I need the lines below from the one with "pub fn discounts(&self)" down to the one with "Checkout settlement workflow." reproduced exactly, both ends included, and nothing else.

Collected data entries

# # # # #

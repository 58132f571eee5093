//! # Database Pool Management
//!
//! Connection pool creation and configuration for SQLite.
//!
//! ## Architecture
//! ```text
//! ┌─────────────────────────────────────────────────────────────────────────┐
//! │                      Database Connection Pool                           │
//! │                                                                         │
//! │  Seed binary / embedding app startup                                   │
//! │       │                                                                 │
//! │       ▼                                                                 │
//! │  DbConfig::new(path) ← Configure pool settings                         │
//! │       │                                                                 │
//! │       ▼                                                                 │
//! │  Database::new(config).await ← Create pool + run migrations            │
//! │       │                                                                 │
//! │       ▼                                                                 │
//! │  ┌─────────────────────────────────────────┐                           │
//! │  │            SqlitePool                    │                           │
//! │  │  ┌─────┐ ┌─────┐ ┌─────┐ ┌─────┐       │                           │
//! │  │  │Conn1│ │Conn2│ │Conn3│ │Conn4│ ...   │  (max_connections)        │
//! │  │  └─────┘ └─────┘ └─────┘ └─────┘       │                           │
//! │  └─────────────────────────────────────────┘                           │
//! │       │                                                                 │
//! │       │ Concurrent access from front desk requests                     │
//! │       ▼                                                                 │
//! │  Booking    ──► uses Conn1                                             │
//! │  Checkout   ──► uses Conn2 (one transaction)                           │
//! │  Agenda     ──► uses Conn3                                             │
//! │  (Requests run in parallel; cross-request races are caught by the      │
//! │   schema: overlap trigger, unique indexes, compare-and-set updates)    │
//! │                                                                         │
//! └─────────────────────────────────────────────────────────────────────────┘
//! ```
//!
//! ## WAL Mode
//! SQLite WAL (Write-Ahead Logging) mode is enabled for:
//! - Better concurrent read performance
//! - Readers don't block writers
//! - Writers don't block readers
//! - Better crash recovery

use sqlx::sqlite::{SqliteConnectOptions, SqliteJournalMode, SqlitePoolOptions, SqliteSynchronous};
use sqlx::{Sqlite, SqlitePool, Transaction};
use std::path::PathBuf;
use std::str::FromStr;
use std::time::Duration;
use tracing::{debug, info};

use crate::booking::BookingService;
use crate::error::{DbError, DbResult};
use crate::migrations;
use crate::repository::appointment::AppointmentRepository;
use crate::repository::barber::BarberRepository;
use crate::repository::cash::CashRegisterRepository;
use crate::repository::catalog::CatalogRepository;
use crate::repository::client::ClientRepository;
use crate::repository::commission::CommissionRepository;
use crate::repository::discount::DiscountRepository;
use crate::repository::organization::OrganizationRepository;
use crate::repository::payment::PaymentRepository;
use crate::repository::stock::StockRepository;
use crate::settlement::SettlementPipeline;

// =============================================================================
// Configuration
// =============================================================================

/// Database configuration.
///
/// ## Example
/// ```rust,ignore
/// let config = DbConfig::new("/path/to/fade.db")
///     .max_connections(5)
///     .min_connections(1);
/// ```
#[derive(Debug, Clone)]
pub struct DbConfig {
    /// Path to the SQLite database file.
    pub database_path: PathBuf,

    /// Maximum number of connections in the pool.
    /// Default: 5 (sufficient for one shop's front desk)
    pub max_connections: u32,

    /// Minimum number of connections to keep alive.
    /// Default: 1
    pub min_connections: u32,

    /// Connection timeout duration.
    /// Default: 30 seconds
    pub connect_timeout: Duration,

    /// Idle timeout before closing a connection.
    /// Default: 10 minutes
    pub idle_timeout: Duration,

    /// Whether to run migrations on connect.
    /// Default: true
    pub run_migrations: bool,
}

impl DbConfig {
    /// Creates a new database configuration with the given path.
    ///
    /// ## Arguments
    /// * `path` - Path to the SQLite database file. Will be created if it doesn't exist.
    ///
    /// ## Example
    /// ```rust,ignore
    /// let config = DbConfig::new("./data/fade.db");
    /// ```
    pub fn new(path: impl Into<PathBuf>) -> Self {
        DbConfig {
            database_path: path.into(),
            max_connections: 5,
            min_connections: 1,
            connect_timeout: Duration::from_secs(30),
            idle_timeout: Duration::from_secs(600),
            run_migrations: true,
        }
    }

    /// Sets the maximum number of connections.
    pub fn max_connections(mut self, max: u32) -> Self {
        self.max_connections = max;
        self
    }

    /// Sets the minimum number of connections.
    pub fn min_connections(mut self, min: u32) -> Self {
        self.min_connections = min;
        self
    }

    /// Sets the connection timeout.
    pub fn connect_timeout(mut self, timeout: Duration) -> Self {
        self.connect_timeout = timeout;
        self
    }

    /// Sets whether to run migrations on connect.
    pub fn run_migrations(mut self, run: bool) -> Self {
        self.run_migrations = run;
        self
    }

    /// Creates an in-memory database configuration (for testing).
    ///
    /// ## Usage
    /// ```rust,ignore
    /// let config = DbConfig::in_memory();
    /// let db = Database::new(config).await?;
    /// // Database is isolated, perfect for tests
    /// ```
    ///
    /// With a single connection, nothing may touch the pool while a
    /// transaction from [`Database::begin`] is open.
    pub fn in_memory() -> Self {
        DbConfig {
            database_path: PathBuf::from(":memory:"),
            max_connections: 1, // In-memory requires single connection
            min_connections: 1,
            connect_timeout: Duration::from_secs(5),
            idle_timeout: Duration::from_secs(60),
            run_migrations: true,
        }
    }
}

// =============================================================================
// Database
// =============================================================================

/// Main database handle providing repository access.
///
/// ## Usage
/// ```rust,ignore
/// let db = Database::new(DbConfig::new("./fade.db")).await?;
///
/// let slots = db.booking().available_slots(&org_id, &barber_id, &service_id, date, now).await?;
/// let receipt = db.settlement().settle(request, now).await?;
/// ```
///
/// Repositories are cheap handles over the same pool; create them per call.
#[derive(Debug, Clone)]
pub struct Database {
    /// The SQLite connection pool.
    pool: SqlitePool,
}

impl Database {
    /// Creates a new database connection pool.
    ///
    /// ## What This Does
    /// 1. Creates the database file if it doesn't exist
    /// 2. Configures SQLite:
    ///    - WAL mode for concurrent reads
    ///    - NORMAL synchronous (balance of safety/speed)
    ///    - Foreign keys enabled
    /// 3. Creates the connection pool
    /// 4. Runs migrations (if enabled)
    ///
    /// ## Arguments
    /// * `config` - Database configuration
    ///
    /// ## Returns
    /// * `Ok(Database)` - Ready-to-use database handle
    /// * `Err(DbError)` - Connection or migration failed
    ///
    /// ## Example
    /// ```rust,ignore
    /// let config = DbConfig::new("./fade.db");
    /// let db = Database::new(config).await?;
    /// ```
    pub async fn new(config: DbConfig) -> DbResult<Self> {
        info!(
            path = %config.database_path.display(),
            "Initializing database connection"
        );

        // Build connection options
        // sqlite://path creates file if not exists
        let connect_url = format!("sqlite://{}?mode=rwc", config.database_path.display());

        let connect_options = SqliteConnectOptions::from_str(&connect_url)
            .map_err(|e| DbError::ConnectionFailed(e.to_string()))?
            // WAL mode: Better concurrent read performance
            // Readers don't block writers, writers don't block readers
            .journal_mode(SqliteJournalMode::Wal)
            // NORMAL synchronous: Good balance of durability and speed
            // Data is safe from corruption, may lose last transaction on crash
            .synchronous(SqliteSynchronous::Normal)
            // Enable foreign key constraints
            // SQLite has them disabled by default for backwards compatibility
            .foreign_keys(true)
            // Create file if it doesn't exist
            .create_if_missing(true);

        debug!("Connection options configured");

        // Build the pool
        let pool = SqlitePoolOptions::new()
            .max_connections(config.max_connections)
            .min_connections(config.min_connections)
            .acquire_timeout(config.connect_timeout)
            .idle_timeout(Some(config.idle_timeout))
            .connect_with(connect_options)
            .await
            .map_err(|e| DbError::ConnectionFailed(e.to_string()))?;

        info!(
            max_connections = config.max_connections,
            "Database pool created"
        );

        let db = Database { pool };

        // Run migrations if enabled
        if config.run_migrations {
            db.run_migrations().await?;
        }

        Ok(db)
    }

    /// Runs database migrations.
    ///
    /// ## What This Does
    /// - Applies all pending migrations in order
    /// - Tracks applied migrations in `_sqlx_migrations` table
    /// - Idempotent: safe to run multiple times
    ///
    /// ## When To Call
    /// - Automatically called by `new()` if `run_migrations` is true
    /// - Manually call when migrations are disabled in config
    pub async fn run_migrations(&self) -> DbResult<()> {
        info!("Running database migrations");
        migrations::run_migrations(&self.pool).await?;
        info!("Migrations complete");
        Ok(())
    }

    /// Returns a reference to the connection pool.
    ///
    /// ## Usage
    /// For advanced queries not covered by repositories.
    /// Prefer using repository methods when available.
    pub fn pool(&self) -> &SqlitePool {
        &self.pool
    }

    /// Starts a transaction.
    ///
    /// Dropping the transaction without `commit()` rolls it back.
    pub async fn begin(&self) -> DbResult<Transaction<'static, Sqlite>> {
        Ok(self.pool.begin().await?)
    }

    pub fn organizations(&self) -> OrganizationRepository {
        OrganizationRepository::new(self.pool.clone())
    }

    pub fn clients(&self) -> ClientRepository {
        ClientRepository::new(self.pool.clone())
    }

    pub fn barbers(&self) -> BarberRepository {
        BarberRepository::new(self.pool.clone())
    }

    /// Returns the services/products repository.
    ///
    /// ## Example
    /// ```rust,ignore
    /// let low = db.catalog().low_stock(&org_id).await?;
    /// ```
    pub fn catalog(&self) -> CatalogRepository {
        CatalogRepository::new(self.pool.clone())
    }

    pub fn appointments(&self) -> AppointmentRepository {
        AppointmentRepository::new(self.pool.clone())
    }

    pub fn payments(&self) -> PaymentRepository {
        PaymentRepository::new(self.pool.clone())
    }

    pub fn stock(&self) -> StockRepository {
        StockRepository::new(self.pool.clone())
    }

    /// Returns the cash register repository.
    pub fn cash(&self) -> CashRegisterRepository {
        CashRegisterRepository::new(self.pool.clone())
    }

    pub fn commissions(&self) -> CommissionRepository {
        CommissionRepository::new(self.pool.clone())
    }

    pub fn discounts(&self) -> DiscountRepository {
        DiscountRepository::new(self.pool.clone())
    }

    /// Availability and booking workflow.
    pub fn booking(&self) -> BookingService {
        BookingService::new(self.pool.clone())
    }

    /// Checkout settlement workflow.
    pub fn settlement(&self) -> SettlementPipeline {
        SettlementPipeline::new(self.pool.clone())
    }

    /// Closes the database connection pool.
    ///
    /// ## When To Call
    /// - On application shutdown
    /// - When switching databases (rare)
    ///
    /// ## Note
    /// After calling close, all repository operations will fail.
    pub async fn close(&self) {
        info!("Closing database connection pool");
        self.pool.close().await;
    }

    /// Checks if the database is healthy (can execute queries).
    ///
    /// ## Returns
    /// * `true` - Database is responsive
    /// * `false` - Database is unavailable
    pub async fn health_check(&self) -> bool {
        sqlx::query("SELECT 1")
            .execute(&self.pool)
            .await
            .is_ok()
    }
}

// =============================================================================
// Unit Tests
// =============================================================================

# # # # #

ANSWER FOR THIS EXERCISE =>
    pub fn discounts(&self) -> DiscountRepository {
        DiscountRepository::new(self.pool.clone())
    }

    /// Availability and booking workflow.
    pub fn booking(&self) -> BookingService {
        BookingService::new(self.pool.clone())
    }

    /// Checkout settlement workflow.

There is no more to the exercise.